* [PATCH] hfsc: add link layer overhead adaption
@ 2008-06-23 10:25 Jussi Kivilinna
2008-06-23 10:57 ` Patrick McHardy
0 siblings, 1 reply; 7+ messages in thread
From: Jussi Kivilinna @ 2008-06-23 10:25 UTC (permalink / raw)
To: netdev; +Cc: Patrick McHardy
CBQ and HTB have options for emulating overhead of underlying link layer
(mpu/overhead/linklayer options). This patch makes sch_hfsc use rate table
to emulate link layer overhead.
Patch uses rate table to convert packet length to emulated link layer packet
length using qdisc_l2t() in get_linklayer_len(). Converted packet length is
passed to hfsc calculations instead of real. If rate table isn't passed to
kernel, hfsc works as before.
Signed-off-by: Jussi Kivilinna <jussi.kivilinna@mbnet.fi>
---
include/linux/pkt_sched.h | 2 +
net/sched/sch_hfsc.c | 125 ++++++++++++++++++++++++++++++++++++---------
2 files changed, 102 insertions(+), 25 deletions(-)
diff --git a/include/linux/pkt_sched.h b/include/linux/pkt_sched.h
index dbb7ac3..1d2cb24 100644
--- a/include/linux/pkt_sched.h
+++ b/include/linux/pkt_sched.h
@@ -316,6 +316,8 @@ enum
TCA_HFSC_RSC,
TCA_HFSC_FSC,
TCA_HFSC_USC,
+ TCA_HFSC_RATEOPTS,
+ TCA_HFSC_RTAB,
__TCA_HFSC_MAX,
};
diff --git a/net/sched/sch_hfsc.c b/net/sched/sch_hfsc.c
index fdfaa3f..94fd130 100644
--- a/net/sched/sch_hfsc.c
+++ b/net/sched/sch_hfsc.c
@@ -128,6 +128,8 @@ struct hfsc_class
struct list_head siblings; /* sibling classes */
struct list_head children; /* child classes */
struct Qdisc *qdisc; /* leaf qdisc */
+ struct qdisc_rate_table *rtab; /* rate table used for link layer
+ overhead adaption */
struct rb_node el_node; /* qdisc's eligible tree member */
struct rb_root vt_tree; /* active children sorted by cl_vt */
@@ -496,6 +498,20 @@ sc2isc(struct tc_service_curve *sc, struct internal_sc *isc)
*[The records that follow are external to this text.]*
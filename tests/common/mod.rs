//! Shared fixtures for integration tests

#![allow(dead_code)]

use chrono::Utc;
use medbridge::adapters::database::{seed_mappings, Stores};
use medbridge::config::schema::{MappingsConfig, QueueConfig};
use medbridge::config::secret_string;
use medbridge::core::encryption::ConfigKeyProvider;
use medbridge::core::queue::Broker;
use medbridge::core::services::PipelineServices;
use medbridge::core::worker::{PoolSummary, WorkerPool};
use medbridge::domain::{MessageId, SubmitReceipt, SubmitRequest};
use medbridge::sinks::{InMemoryAlertSink, InMemoryAuditSink};
use serde_json::{json, Value};
use std::sync::Arc;

pub const CLIENT: &str = "clinic-a";
pub const KEY: &str = "0123456789abcdef0123456789abcdef";

pub struct Harness {
    pub services: PipelineServices,
    pub alerts: Arc<InMemoryAlertSink>,
    pub audit: Arc<InMemoryAuditSink>,
}

/// In-memory services with built-in mappings, one valid key and one short key
pub async fn harness() -> Harness {
    let mut keys = ConfigKeyProvider::default();
    keys.insert(CLIENT, secret_string(KEY.to_string()));
    keys.insert("short-key", secret_string("short".to_string()));

    let stores = Stores::in_memory();
    seed_mappings(stores.mappings.as_ref(), &MappingsConfig::default())
        .await
        .expect("seed mappings");

    let alerts = Arc::new(InMemoryAlertSink::new());
    let audit = Arc::new(InMemoryAuditSink::new());
    let services = PipelineServices::new(stores, Arc::new(keys))
        .with_alert_sink(alerts.clone())
        .with_audit_sink(audit.clone());

    Harness {
        services,
        alerts,
        audit,
    }
}

/// Queue settings with a 1 ms retry delay
pub fn fast_queue() -> QueueConfig {
    QueueConfig {
        backoff_base_ms: 1,
        backoff_cap_ms: 1,
        poll_interval_ms: 10,
        ..QueueConfig::default()
    }
}

/// Drain until nothing is waiting, delayed or active
pub async fn drain_all(pool: &WorkerPool) -> PoolSummary {
    for _ in 0..500 {
        pool.drain().await.expect("drain");
        let stats = pool
            .services()
            .jobs
            .queue_stats(Utc::now())
            .await
            .expect("queue stats");
        if stats.waiting + stats.delayed + stats.active == 0 {
            break;
        }
        tokio::time::sleep(std::time::Duration::from_millis(2)).await;
    }
    pool.summary()
}

pub fn request(message_id: &str, mapping_id: &str, source: Value) -> SubmitRequest {
    serde_json::from_value(json!({
        "messageId": message_id,
        "clientId": CLIENT,
        "mappingId": mapping_id,
        "sourceData": source,
        "encryptionKeyRef": CLIENT
    }))
    .expect("valid request")
}

pub async fn submit(broker: &Broker, request: SubmitRequest) -> SubmitReceipt {
    broker.submit(request, Utc::now()).await.expect("submit")
}

pub fn id(raw: &str) -> MessageId {
    raw.parse().expect("message id")
}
isc->ism2 = m2ism(sc->m2);
}
+/* convert packet length to link layer packet length */
+static unsigned int get_linklayer_len(struct hfsc_class *cl, unsigned int len)
+{
+ u64 ll_len;
+ if (likely(len) && unlikely(cl->rtab)) {
+ ll_len = qdisc_l2t(cl->rtab, len);
+ if (unlikely(cl->rtab->rate.rate != PSCHED_TICKS_PER_SEC))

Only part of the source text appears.